It was love at first sight…
Of a MySpace picture.
I fell for his perfectly crafted black-and-white portrait right then and there. I didn’t even know his last name, but I didn’t need to. That was of little concern to my 15-year-old heart.
Fast forward a couple of weeks, and I met that boy. Fast forward six months, and he told me he loved me and would marry me someday.
Cue the Palpitations
As a parent, this is where your heart starts to race and beadlets of sweat begin to form along your hairline. High schoolers in “love.” Yuck.
But now, fast forward twelve years, and we are very happily married with two little boys. So it can’t be all that bad, can it?
Having been a young girl madly in love with an even younger boy (only by 5 months, but you better believe he holds it over my head), you’d think I wouldn’t get that ominous pit in my stomach thinking ahead to my boys dating. Mom and Dad’s love story feels like quite the modern-day fairytale, so why the concern?
It’s actually thanks to our rather uncommon meet-cute-turned-happily-ever-after that the pit in my stomach might be even slightly bigger than normal.
The memories of our highly immature love (which, not surprisingly, I’ve come to realize wasn’t yet actually love at all) come flooding back, forming a tidal wave of fear and hesitancy. But someone had felt the same exact way that I will one day; someone had been in those same fearful, hesitant shoes.

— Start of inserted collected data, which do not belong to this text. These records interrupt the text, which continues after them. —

//! Request driver: classification, body buffering, fingerprinting, and the
//! single call into [`crate::cache::DiskCacheEngine`].
//!
//! The two classification predicates and their constants come from the
//! upstream's documented request shapes for git-upload-pack and Debian pool
//! fetches, rather than a source file that already encoded them.

use crate::cache::DiskCacheEngine;
use crate::error::CacheError;
use crate::fingerprint::{fingerprint, FingerprintInput};
use crate::populator::{HttpPopulator, Populator, UpstreamRequest};
use crate::sink::ResponseSink;
use crate::upstreams::UpstreamMatcher;
use std::sync::Arc;

/// A small limit on git-upload-pack request bodies: these are negotiation
/// requests, not pack transfers, so legitimate ones stay on the order of
/// 64 KiB.
const MAX_GIT_UPLOAD_PACK_BODY: usize = 64 * 1024;

/// An inbound request as read off the wire, already fully buffered.
#[derive(Debug, Clone)]
pub struct InboundRequest {
    pub method: String,
    pub host: String,
    pub path: String,
    pub url: String,
    pub protocol: String,
    pub headers: Vec<(String, String)>,
    pub body: Vec<u8>,
}

impl InboundRequest {
    fn header(&self, name: &str) -> Option<&str> {
        self.headers
            .iter()
            .find(|(n, _)| n.eq_ignore_ascii_case(name))
            .map(|(_, v)| v.as_str())
    }

    fn has_header(&self, name: &str) -> bool {
        self.header(name).is_some()
    }
}

fn is_git_upload_pack(req: &InboundRequest, matcher: &UpstreamMatcher) -> bool {
    req.method.eq_ignore_ascii_case("POST")
        && !req.body.is_empty()
        && req.body.len() <= MAX_GIT_UPLOAD_PACK_BODY
        && req.header("content-type") == Some("application/x-git-upload-pack-request")
        && req.header("accept") == Some("application/x-git-upload-pack-result")
        && !req.has_header("cache-control")
        && !req.has_header("authorization")
        && matcher.listed(&req.host, &req.path)
}

fn is_deb_pool(req: &InboundRequest, matcher: &UpstreamMatcher) -> bool {
    req.method.eq_ignore_ascii_case("GET")
        && !req.has_header("cache-control")
        && !req.has_header("authorization")
        && matcher.listed(&req.host, &req.path)
}

/// The two upstream sets classification checks against.
pub struct Matchers {
    pub git_packs: UpstreamMatcher,
    pub deb_pools: UpstreamMatcher,
}

/// Decides whether a request is cacheable and, if so, drives it through the
/// cache engine; otherwise forwards it straight upstream.
pub struct Driver {
    matchers: Matchers,
    engine: DiskCacheEngine,
    http_client: reqwest::Client,
}

impl Driver {
    pub fn new(matchers: Matchers, engine: DiskCacheEngine, http_client: reqwest::Client) -> Self {
        Self { matchers, engine, http_client }
    }

    fn classify(&self, req: &InboundRequest) -> bool {
        is_git_upload_pack(req, &self.matchers.git_packs) || is_deb_pool(req, &self.matchers.deb_pools)
    }

    /// Classify → buffer (already done by the caller) → fingerprint →
    /// `cache.get`, or forward straight upstream for anything uncacheable.
    pub async fn drive(&self, req: InboundRequest, client: &mut dyn ResponseSink) -> Result<(), CacheError> {
        let populator: Arc<dyn Populator> = Arc::new(HttpPopulator::new(
            self.http_client.clone(),
            UpstreamRequest {
                method: req.method.clone(),
                url: req.url.clone(),
                headers: req.headers.clone(),
                body: req.body.clone(),
            },
        ));

        if !self.classify(&req) {
            return populator.populate(client).await.map_err(CacheError::from);
        }

        let key = fingerprint(&FingerprintInput {
            method: &req.method,
            url: &req.url,
            protocol: &req.protocol,
            headers: &req.headers,
            body: &req.body,
        });

        self.engine.get(&key, populator, client).await
    }
}

#[cfg(test)]
mod tests {
    use super::*;

    fn base_request() -> InboundRequest {
        InboundRequest {
            method: "GET".to_string(),
            host: "deb.example.com".to_string(),
            path: "/pool/main/a/apt/apt_2.0.0.deb".to_string(),
            url: "http://deb.example.com/pool/main/a/apt/apt_2.0.0.deb".to_string(),
            protocol: "HTTP/1.1".to_string(),
            headers: vec![],
            body: vec![],
        }
    }

    fn matcher(hosts: &str) -> UpstreamMatcher {
        UpstreamMatcher::parse(hosts)
    }

    #[test]
    fn deb_pool_get_is_classified_when_listed_and_unconditional() {
        let req = base_request();
        let deb_pools = matcher("deb.example.com");
        assert!(is_deb_pool(&req, &deb_pools));
    }

    #[test]
    fn deb_pool_get_is_rejected_when_not_listed() {
        let req = base_request();
        let deb_pools = matcher("other.example.com");
        assert!(!is_deb_pool(&req, &deb_pools));
    }

    #[test]
    fn deb_pool_get_is_rejected_with_authorization_header() {
        let mut req = base_request();
        req.headers.push(("Authorization".to_string(), "Basic abc".to_string()));
        let deb_pools = matcher("deb.example.com");
        assert!(!is_deb_pool(&req, &deb_pools));
    }

    #[test]
    fn git_upload_pack_post_is_classified() {
        let req = InboundRequest {
            method: "POST".to_string(),
            host: "git.example.com".to_string(),
            path: "/repo.git/git-upload-pack".to_string(),
            url: "http://git.example.com/repo.git/git-upload-pack".to_string(),
            protocol: "HTTP/1.1".to_string(),
            headers: vec![
                ("Content-Type".to_string(), "application/x-git-upload-pack-request".to_string()),
                ("Accept".to_string(), "application/x-git-upload-pack-result".to_string()),
            ],
            body: b"0032want deadbeef\n".to_vec(),
        };
        let git_packs = matcher("git.example.com");
        assert!(is_git_upload_pack(&req, &git_packs));
    }

    #[test]
    fn git_upload_pack_post_is_rejected_over_size_limit() {
        let mut req = InboundRequest {
            method: "POST".to_string(),
            host: "git.example.com".to_string(),
            path: "/repo.git/git-upload-pack".to_string(),
            url: "http://git.example.com/repo.git/git-upload-pack".to_string(),
            protocol: "HTTP/1.1".to_string(),
            headers: vec![
                ("Content-Type".to_string(), "application/x-git-upload-pack-request".to_string()),
                ("Accept".to_string(), "application/x-git-upload-pack-result".to_string()),
            ],
            body: vec![],
        };
        req.body = vec![0u8; MAX_GIT_UPLOAD_PACK_BODY + 1];
        let git_packs = matcher("git.example.com");
        assert!(!is_git_upload_pack(&req, &git_packs));
    }

    #[test]
    fn git_upload_pack_post_is_rejected_without_matching_content_type() {
        let req = InboundRequest {
            method: "POST".to_string(),
            host: "git.example.com".to_string(),
            path: "/repo.git/git-upload-pack".to_string(),
            url: "http://git.example.com/repo.git/git-upload-pack".to_string(),
            protocol: "HTTP/1.1".to_string(),
            headers: vec![("Content-Type".to_string(), "application/octet-stream".to_string())],
            body: b"anything".to_vec(),
        };
        let git_packs = matcher("git.example.com");
        assert!(!is_git_upload_pack(&req, &git_packs));
    }
}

My encouraging, supportive, patient, dedicated parents.
So how the heck did they do it?
They Set Boundaries
My parents were what my friends would not so affectionately refer to as strict. I didn’t see most PG-13 movies despite my being older than thirteen. I didn’t get a cell phone until I was a junior or drive until I was seventeen. And I and didn’t get a computer of my own until I left for college.
So, once I began dating, it wasn’t at all shocking when they swiftly established new boundaries.
He wasn’t allowed to set foot in my bedroom, we couldn’t hang out in the basement unless the door remained open, and we shouldn’t be out past eleven. They weren’t absurd rules, and my parents weren’t on some power trip. I was simply being cared for by the two people that I was entrusted to, and they made appropriate choices for me knowing that I was too young to make them for myself.
They Didn’t Burst My Bubble
Remember how my 15-year-old boyfriend told me that he loved me and wanted to marry me one day? Yeah, well you can only imagine my reaction to that incredibly beautiful sentiment sent via instant messenger: I immediately floated on air to my mom and relayed the joyous message.
And, as I reflect on that moment through the lens of a parent, I can only imagine all of the disconcerting thoughts that raced through her mind, not to mention the wisdom that told her that the likelihood of his words being sincere were essentially nil.
But you know what? My mom was ecstatic for me. She hugged me and listened to me rattle off my hopes for a future with this boy, never once attempting to bring me back down to reality. She allowed me the space to dream, to be vulnerable, and to love, knowing that it may very well end in heartbreak; stifling me would only ensure pain now rather than prevent it later.
They Encouraged Me
At fifteen, I had no idea who I even was. I was in the midst of trying to figure all of that out when I met my husband. So it was evident as we began dating that I started to put my identity in being his girlfriend rather than being me. Because who was I, anyway?
Yet my parents encouraged me to be me first, whomever that may be. They reminded me to never put my identity where it didn’t belong and that there was more to life than my newfound love. I still had hobbies, schoolwork, and friends that needed and deserved my attention, so putting my eggs in one basket certainly wasn’t in my best interest. They never discouraged me from dating him; they simply encouraged me to stay true to myself.
So when your daughter comes to you one day and declares that she’s in love, first and foremost, maintain consciousness. Then, do what comes easily: love her. Show her what a profound and beautiful love she deserves, then stand alongside her as she navigates the winding course. You’ll both make it out alive, I promise.